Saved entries
*** Block opens ***

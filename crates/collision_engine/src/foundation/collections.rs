//! Specialized collection types

pub use slotmap::{new_key_type, Key, KeyData, SecondaryMap, SlotMap};

/// Recycling free list for object pooling
///
/// Released items are kept (up to `capacity`) and handed back out by
/// [`FreeList::acquire`] before anything new is allocated.
#[derive(Debug)]
pub struct FreeList<T> {
    items: Vec<T>,
    capacity: usize,
    reused: u64,
    allocated: u64,
}

impl<T> FreeList<T> {
    /// Create a new free list that keeps at most `capacity` released items
    pub fn with_capacity(capacity: usize) -> Self {
        Self {
            items: Vec::new(),
            capacity,
            reused: 0,
            allocated: 0,
        }
    }

    /// Take a pooled item, or build a fresh one with `make`
    pub fn acquire(&mut self, make: impl FnOnce() -> T) -> T {
        if let Some(item) = self.items.pop() {
            self.reused += 1;
            item
        } else {
            self.allocated += 1;
            make()
        }
    }

    /// Return an item to the pool; dropped if the pool is full
    pub fn release(&mut self, item: T) {
        if self.items.len() < self.capacity {
            self.items.push(item);
        }
    }

    /// Number of pooled items waiting for reuse
    pub fn len(&self) -> usize {
        self.items.len()
    }

    /// True if nothing is pooled
    pub fn is_empty(&self) -> bool {
        self.items.is_empty()
    }

    /// How many acquisitions were served from the pool
    pub fn reused(&self) -> u64 {
        self.reused
    }

    /// How many acquisitions needed a fresh allocation
    pub fn allocated(&self) -> u64 {
        self.allocated
    }

    /// Drop every pooled item
    pub fn clear(&mut self) {
        self.items.clear();
    }
}

impl<T> Default for FreeList<T> {
    fn default() -> Self {
        Self::with_capacity(256)
    }
}
//! Oriented box geometry
//!
//! The box is centered on its object-space origin; `extents` are half sizes.
//! Orientation and position come entirely from the object-to-world transform.

use serde::{Deserialize, Serialize};

use crate::collision::aabb::Aabb;
use crate::collision::ray::{Ray, RayHit};
use crate::collision::shape::ShapeValidationError;
use crate::foundation::math::{Mat3, RigidTransform, Vec3};

/// Box with half-size extents along its local axes
#[derive(Debug, Clone, PartialEq, Serialize, Deserialize)]
pub struct BoxShape {
    /// Half sizes, all positive
    pub extents: Vec3,
}

impl Default for BoxShape {
    fn default() -> Self {
        Self {
            extents: Vec3::new(1.0, 1.0, 1.0),
        }
    }
}

impl BoxShape {
    /// Create a new box from half sizes
    pub fn new(extents: Vec3) -> Self {
        Self { extents }
    }

    /// Reject non-finite or non-positive extents
    pub fn validate(&self) -> Result<(), ShapeValidationError> {
        if self.extents.iter().all(|e| e.is_finite() && *e > 0.0) {
            Ok(())
        } else {
            Err(ShapeValidationError::InvalidExtents(self.extents))
        }
    }

    /// The box in its own space
    pub fn local_aabb(&self) -> Aabb {
        Aabb::from_center_extents(Vec3::zeros(), self.extents)
    }

    /// World-space bounding box of the rotated box
    pub fn world_aabb(&self, object_to_world: &RigidTransform) -> Aabb {
        let rotation: Mat3 = object_to_world.rotation.to_rotation_matrix().into_inner();
        let world_extents = rotation.abs() * self.extents;
        Aabb::from_center_extents(object_to_world.translation, world_extents)
    }

    /// The eight world-space corners
    pub fn world_corners(&self, object_to_world: &RigidTransform) -> [Vec3; 8] {
        self.local_aabb()
            .corners()
            .map(|corner| object_to_world.transform_point(&corner))
    }

    /// First point where a world-space ray enters the box
    ///
    /// The ray is carried into object space so the slab test runs against
    /// an axis-aligned box.
    pub fn ray_cast(
        &self,
        ray: &Ray,
        object_to_world: &RigidTransform,
        world_to_object: &RigidTransform,
    ) -> Option<RayHit> {
        let local_ray = Ray {
            origin: world_to_object.transform_point(&ray.origin),
            direction: world_to_object.transform_vector(&ray.direction),
        };

        let mut t_enter = f32::NEG_INFINITY;
        let mut t_exit = f32::INFINITY;
        let mut enter_normal = Vec3::zeros();

        for axis in 0..3 {
            let origin = local_ray.origin[axis];
            let direction = local_ray.direction[axis];
            let extent = self.extents[axis];
            if direction.abs() < f32::EPSILON {
                if origin < -extent || origin > extent {
                    return None;
                }
                continue;
            }
            let inv = 1.0 / direction;
            let (mut t0, mut t1) = ((-extent - origin) * inv, (extent - origin) * inv);
            let mut sign = -1.0;
            if t0 > t1 {
                std::mem::swap(&mut t0, &mut t1);
                sign = 1.0;
            }
            if t0 > t_enter {
                t_enter = t0;
                enter_normal = Vec3::zeros();
                enter_normal[axis] = sign;
            }
            t_exit = t_exit.min(t1);
            if t_enter > t_exit {
                return None;
            }
        }

        // Rays starting inside the box never enter it
        if t_enter < 0.0 || !t_enter.is_finite() {
            return None;
        }

        Some(RayHit {
            alpha: t_enter,
            point: ray.point_at(t_enter),
            normal: object_to_world.transform_vector(&enter_normal),
        })
    }
}
//! Foundation module - Core utilities and types
//!
//! This module provides fundamental utilities used throughout the collision engine:
//! - Math types and rigid transforms
//! - Generation-checked handle collections and pools
//! - Time measurement for profiling
//! - Logging utilities

pub mod math;
pub mod collections;
pub mod time;
pub mod logging;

*** Block closes ***

TASK REQUIREMENTS: Across all the records, find the lines containing the word "pooled" and reproduce each one.

TASK RESPONSE:
    /// Take a pooled item, or build a fresh one with `make`
    /// Number of pooled items waiting for reuse
    /// True if nothing is pooled
    /// Drop every pooled item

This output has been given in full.